Claudio Baglioni al Forum di Assago, un ritorno da kolossal
In concerto a Milano il cantore della maglietta fina. Attorniato da polistrumentisti e dal suo pubblico a 360 gradi

Milano, 25 ottobre 2018 – Non un concerto qualsiasi. Anzi, probabilmente nemmeno un concerto. Piuttosto una festa costruita attorno ad una storia vera, come un romanzo musicale. Claudio Baglioni è tornato “al centro” della sua musica e c’è da giurare che non lo mollerà tanto facilmente. Più che il suo famoso senso della (dis)misura è l’idea di cantare mezzo secolo di storia in sole tre ore a rendere il ritorno al Forum del cantore dalla maglietta fina, da domani a domenica, un kolossal involontario. Una di quelle maratone in cui il fatidico “io c’ero” è più giustificato che mai.

Claudio, iniziamo dalla scenografia di questo palco a pianta centrale attorniato dal pubblico a 360°.

«È ispirata idealmente ad una scacchiera sulla quale i vari ‘pezzi’, di musica e di vita, si muovono, sia sul piano dell’orizzontalità che della verticalità, lungo una strada ideale su cui scorre la storia di questi 50 anni. Sul palco ci sono 21 polistrumentisti e altrettanti performer, per fondere nel racconto, sonorità, movimento e gestualità».

La prima esperienza di tour con un palco al centro l’ha fatta nel ’92 col tour di “Oltre”…

«Palasport, anfiteatri, arene, stadi, sono spazi concepiti e realizzati per avere la scena al centro. Dei ‘doppi teatri’ che noi di solito adattiamo a mono-teatri: dopotutto, la parola stessa ‘anfiteatro’ identifica una ‘costruzione che ha i posti tutt’intorno per guardare’. Mi ricordo la concezione e lo studio, quadro per quadro».

Cosa ricorda?

«C’erano già le pedane che facevano da ascensore, quindi un palco, anche molto rivoluzionario, che prevedeva sotto tutto il corpo elettrico, elettronico, musicisti e tecnici: una piccola ‘Metropolis’ sotterranea. Ricordo l’emozione della prima volta, ma anche il senso di spaesamento, perché mettersi ‘al centro’ di un pubblico significa non avere le quinte, né protezione alle spalle. Nel mondo non sono stati poi cosi tanti a farlo.

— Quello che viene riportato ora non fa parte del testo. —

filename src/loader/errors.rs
use thiserror::Error;
use tracing::{debug, error};

use crate::engine::errors::TableError;

/// Errors raised while reading the schema description or the data file.
#[derive(Debug, Error)]
pub enum LoadError {
    #[error("I/O error on {path}: {source}")]
    Io {
        path: String,
        #[source]
        source: std::io::Error,
    },

    #[error("Malformed schema line {line}: '{content}'. Expected Name(col1,col2,...)")]
    MalformedSchema { line: usize, content: String },

    #[error("Schema defines no tables")]
    EmptySchema,

    #[error("Data file has no block for table '{0}'")]
    MissingDataBlock(String),

    #[error("Data block {0} has no matching table in the schema")]
    UnexpectedDataBlock(usize),

    #[error("Dimension table '{0}' matches no fact table column")]
    UnknownDimension(String),

    #[error("Table error: {0}")]
    Table(#[from] TableError),
}

impl LoadError {
    pub fn io(path: &std::path::Path, source: std::io::Error) -> Self {
        LoadError::Io {
            path: path.display().to_string(),
            source,
        }
    }

    pub fn log_error(&self) {
        match self {
            LoadError::Table(inner) => inner.log_error(),
            _ => {
                error!("Load failed: {}", self);
                debug!("Load error details: {:?}", self);
            }
        }
    }
}
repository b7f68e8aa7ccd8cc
use std::path::Path;

use bitfact::command::parser::{parse_aggregates, parse_filter};
use bitfact::engine::query::Catalog;
use bitfact::loader::load_catalog;
use serde::Serialize;
use serde_json::{Value, json};
use tracing::{debug, info};

use crate::integration::scenarios::TestScenario;

pub fn fixture_catalog() -> Catalog {
    let dir = Path::new(env!("CARGO_MANIFEST_DIR")).join("tests/integration/fixtures");
    load_catalog(&dir.join("meta_schema.txt"), &dir.join("data.txt"))
        .expect("Failed to load fixture catalog")
}

fn as_report<T: Serialize, E: std::fmt::Display>(result: &Result<T, E>) -> Value {
    match result {
        Ok(outcome) => serde_json::to_value(outcome).expect("Outcome is not serializable"),
        Err(e) => json!({ "error": e.to_string() }),
    }
}

/// Evaluates the scenario on both paths and checks every matcher against the
/// combined JSON report.
pub fn run_scenario(catalog: &Catalog, scenario: &TestScenario) {
    info!("▶ Running scenario: {}", scenario.name);

    let expression = parse_filter(&scenario.filter)
        .unwrap_or_else(|e| panic!("[{}] bad filter: {}", scenario.name, e));
    let requests = parse_aggregates(scenario.aggregates.as_slice())
        .unwrap_or_else(|e| panic!("[{}] bad aggregates: {}", scenario.name, e));

    let scan = catalog.fact.evaluate_without_index(&expression, &requests);
    let bitmap = catalog.evaluate_with_index(&expression, &requests);

    if let (Ok(scan), Ok(bitmap)) = (&scan, &bitmap) {
        assert_eq!(
            scan.results, bitmap.results,
            "[{}] scan and bitmap paths disagree",
            scenario.name
        );
    }

    let report = json!({ "scan": as_report(&scan), "bitmap": as_report(&bitmap) }).to_string();
    debug!("[{}] report: {}", scenario.name, report);

    for matcher in &scenario.matchers {
        assert!(
            matcher.matches(&report),
            "[{}] matcher {:?} failed on {}",
            scenario.name,
            matcher,
            report
        );
    }
}
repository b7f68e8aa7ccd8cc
pub mod aggregate;
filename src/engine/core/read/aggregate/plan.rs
use std::collections::HashSet;
use std::fmt;
use std::str::FromStr;

use serde::{Deserialize, Serialize};

use crate::engine::core::fact::FactTable;
use crate::engine::errors::QueryError;

/// Aggregate functions available over a measure column.
#[derive(Debug, Clone, Copy, PartialEq, Eq, Hash, Serialize, Deserialize)]
#[serde(rename_all = "UPPERCASE")]
pub enum AggregateFunction {
    Min,
    Max,
    Avg,
    Sum,
    Count,
}

impl AggregateFunction {
    pub fn as_str(&self) -> &'static str {
        match self {
            AggregateFunction::Min => "MIN",
            AggregateFunction::Max => "MAX",
            AggregateFunction::Avg => "AVG",
            AggregateFunction::Sum => "SUM",
            AggregateFunction::Count => "COUNT",
        }
    }
}

impl fmt::Display for AggregateFunction {
    fn fmt(&self, f: &mut fmt::Formatter<'_>) -> fmt::Result {
        f.write_str(self.as_str())
    }
}

impl FromStr for AggregateFunction {
    type Err = QueryError;

    fn from_str(s: &str) -> Result<Self, Self::Err> {
        match s.trim().to_ascii_uppercase().as_str() {
            "MIN" => Ok(AggregateFunction::Min),
            "MAX" => Ok(AggregateFunction::Max),
            "AVG" => Ok(AggregateFunction::Avg),
            "SUM" | "TOTAL" => Ok(AggregateFunction::Sum),
            "COUNT" => Ok(AggregateFunction::Count),
            _ => Err(QueryError::UnknownAggregateFunction(s.trim().to_string())),
        }
    }
}

/// One `(measure column, function)` pair of an aggregate request.
#[derive(Debug, Clone, PartialEq, Eq, Serialize, Deserialize)]
pub struct AggregateRequest {
    pub column: String,
    pub function: AggregateFunction,
}

impl AggregateRequest {
    pub fn new(column: impl Into<String>, function: AggregateFunction) -> Self {
        Self {
            column: column.into(),
            function,
        }
    }
}

impl FromStr for AggregateRequest {
    type Err = QueryError;

    /// Parses `func:column`, e.g. `avg:Fact1`.
    fn from_str(s: &str) -> Result<Self, Self::Err> {
        let Some((function, column)) = s.split_once(':') else {
            return Err(QueryError::MalformedAggregate(s.to_string()));
        };
        if column.trim().is_empty() {
            return Err(QueryError::MalformedAggregate(s.to_string()));
        }
        Ok(Self::new(column.trim(), function.parse()?))
    }
}

/// Aggregate requests resolved against the fact table's columns.
#[derive(Debug, Clone, PartialEq)]
pub struct AggregatePlan {
    pub ops: Vec<ResolvedAggregate>,
}

#[derive(Debug, Clone, PartialEq)]
pub struct ResolvedAggregate {
    pub column: String,
    pub position: usize,
    pub function: AggregateFunction,
}

impl AggregatePlan {
    /// Fails on unknown columns and on a column requested twice.
    pub fn resolve(fact: &FactTable, requests: &[AggregateRequest]) -> Result<Self, QueryError> {
        let mut seen = HashSet::with_capacity(requests.len());
        let mut ops = Vec::with_capacity(requests.len());
        for request in requests {
            let position = fact.column_position(&request.column)?;
            if !seen.insert(request.column.as_str()) {
                return Err(QueryError::DuplicateAggregate(request.column.clone()));
            }
            ops.push(ResolvedAggregate {
                column: request.column.clone(),
                position,
                function: request.function,
            });
        }
        Ok(Self { ops })
    }
}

Anzi, si contano sulle dita… E molti di quelli che ci hanno provato, poi sono tornati sui loro passi».

Rispetto ad allora, oggi si fanno concerti per “cine-operatori” scherza lei, parlando della mania del telefonino: infastidito?

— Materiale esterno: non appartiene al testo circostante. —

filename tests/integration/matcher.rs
use regex::Regex;
use serde::Deserialize;
use tracing::{debug, error};

#[derive(Debug, Deserialize)]
#[serde(rename_all = "snake_case")]
pub enum MatcherKind {
    Include,
    NotInclude,
    IncludeAll,
    IncludeNone,
    Regex,
}

#[derive(Debug, Deserialize)]
#[serde(untagged)]
pub enum MatcherValue {
    Single(String),
    Multiple(Vec<String>),
}

/// Expectation on the JSON report produced for a scenario.
#[derive(Debug, Deserialize)]
pub struct Matcher {
    pub kind: MatcherKind,
    pub value: MatcherValue,
}

impl Matcher {
    pub fn matches(&self, report: &str) -> bool {
        let result = match (&self.kind, &self.value) {
            (MatcherKind::Include, MatcherValue::Single(s)) => report.contains(s.as_str()),
            (MatcherKind::NotInclude, MatcherValue::Single(s)) => !report.contains(s.as_str()),
            (MatcherKind::IncludeAll, MatcherValue::Multiple(frags)) => {
                frags.iter().all(|f| report.contains(f.as_str()))
            }
            (MatcherKind::IncludeNone, MatcherValue::Multiple(frags)) => {
                frags.iter().all(|f| !report.contains(f.as_str()))
            }
            (MatcherKind::Regex, MatcherValue::Single(pattern)) => match Regex::new(pattern) {
                Ok(re) => re.is_match(report),
                Err(e) => {
                    error!("Invalid regex '{}': {}", pattern, e);
                    false
                }
            },
            _ => {
                error!("Invalid matcher kind/value combination: {:?}", self);
                false
            }
        };
        debug!(kind = ?self.kind, result, "Matcher evaluated");
        result
    }
}
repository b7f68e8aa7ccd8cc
use crate::test_helpers::factory::Factory;

#[test]
fn test_fact_table_factory_indexes_dimensions() {
    let fact = Factory::fact_table()
        .with_row(&["1", "A", "X", "I", "10", "100"])
        .with_row(&["2", "B", "Y", "J", "20", "200"])
        .with_indexed(&["D1", "D3"])
        .create();

    assert_eq!(fact.indexed_columns().collect::<Vec<_>>(), vec!["D1", "D3"]);
    assert_eq!(fact.index("D3").unwrap().value_count(), 2);
}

«Più che altro mi stupisce l’idea di differire un’emozione. Che senso ha? L’emozione si vive nel momento in cui si manifesta, non dopo. Anche perché il ricordo di un’emozione, non è forte come l’emozione stessa. Rinunci a guardare e sentire una cosa e la registri per guardarla e sentirla in un dopo che poi non arriva mai. È come se uno facesse un film del mare, lo portasse a casa e, guardandolo, si illudesse di fare il bagno. Non è meglio tuffarsi in acqua?».

A che punto sono le registrazioni del nuovo album?

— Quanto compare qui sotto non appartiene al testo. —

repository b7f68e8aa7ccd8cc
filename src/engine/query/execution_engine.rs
use std::time::Instant;

use tracing::debug;

use crate::engine::core::fact::FactTable;
use crate::engine::core::filter::{
    BitmapEvaluator, Expression, ScanEvaluator, format_conditions,
};
use crate::engine::core::read::aggregate::ops::{AggregateResults, apply_aggregates, dedup_rows};
use crate::engine::core::read::aggregate::plan::{AggregatePlan, AggregateRequest};
use crate::engine::core::table::Table;
use crate::engine::errors::QueryError;
use crate::engine::query::outcome::{IndexedOutcome, ScanOutcome};
use crate::engine::types::Row;

impl FactTable {
    /// Row multiset selected by a linear scan (duplicates across groups kept).
    pub fn search_without_indexes(&self, expression: &Expression) -> Result<Vec<&Row>, QueryError> {
        ScanEvaluator::new(self).select(expression)
    }

    /// Rows selected through the bitmap indexes, in table order.
    pub fn search_with_bitmap(&self, expression: &Expression) -> Result<Vec<&Row>, QueryError> {
        BitmapEvaluator::new(self).select(expression)
    }

    pub fn evaluate_without_index(
        &self,
        expression: &Expression,
        requests: &[AggregateRequest],
    ) -> Result<ScanOutcome, QueryError> {
        let start = Instant::now();
        let plan = AggregatePlan::resolve(self, requests)?;
        let rows = self.search_without_indexes(expression)?;
        let results = aggregate_selected(&plan, rows)?;

        debug!(
            target: "bitfact::query",
            path = "scan",
            groups = expression.groups().len(),
            predicates = expression.predicate_count(),
            elapsed_us = start.elapsed().as_micros() as u64,
            "Query evaluated"
        );
        Ok(ScanOutcome {
            expression: expression.clone(),
            results,
        })
    }

    pub fn evaluate_with_index(
        &self,
        dimensions: &[&Table],
        expression: &Expression,
        requests: &[AggregateRequest],
    ) -> Result<IndexedOutcome, QueryError> {
        let start = Instant::now();
        let plan = AggregatePlan::resolve(self, requests)?;
        let rows = self.search_with_bitmap(expression)?;
        let matched_dimension_rows = format_conditions(expression, dimensions);
        let results = aggregate_selected(&plan, rows)?;

        debug!(
            target: "bitfact::query",
            path = "bitmap",
            groups = expression.groups().len(),
            predicates = expression.predicate_count(),
            elapsed_us = start.elapsed().as_micros() as u64,
            "Query evaluated"
        );
        Ok(IndexedOutcome {
            matched_dimension_rows,
            results,
        })
    }
}

/// Shared tail of both paths: de-duplicate, then aggregate.
/// No matched rows means no aggregation at all.
fn aggregate_selected(plan: &AggregatePlan, rows: Vec<&Row>) -> Result<AggregateResults, QueryError> {
    if rows.is_empty() {
        debug!(target: "bitfact::query", "No rows matched, skipping aggregation");
        return Ok(AggregateResults::new());
    }
    let selected = rows.len();
    let unique = dedup_rows(rows);
    debug!(
        target: "bitfact::query",
        selected,
        unique = unique.len(),
        "Rows selected"
    );
    apply_aggregates(plan, &unique)
}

«È un disco laborioso che, però, non cade in questo Cinquantesimo: è un’opera a se stante. Sto lavorando con Celso Valli – con il quale ho fatto due dischi di grande successo e grande sostanza come ‘La vita è adesso’ e ‘Oltre’ – ed è un progetto che come modo di lavorazione somiglia a ‘Oltre’: quindi ha una lunga preparazione e una serie di registrazioni successive. Un work in progress».

Cosa prova uno con la sua storia a essere conosciuto a un pubblico adolescente come “quello di Sanremo”?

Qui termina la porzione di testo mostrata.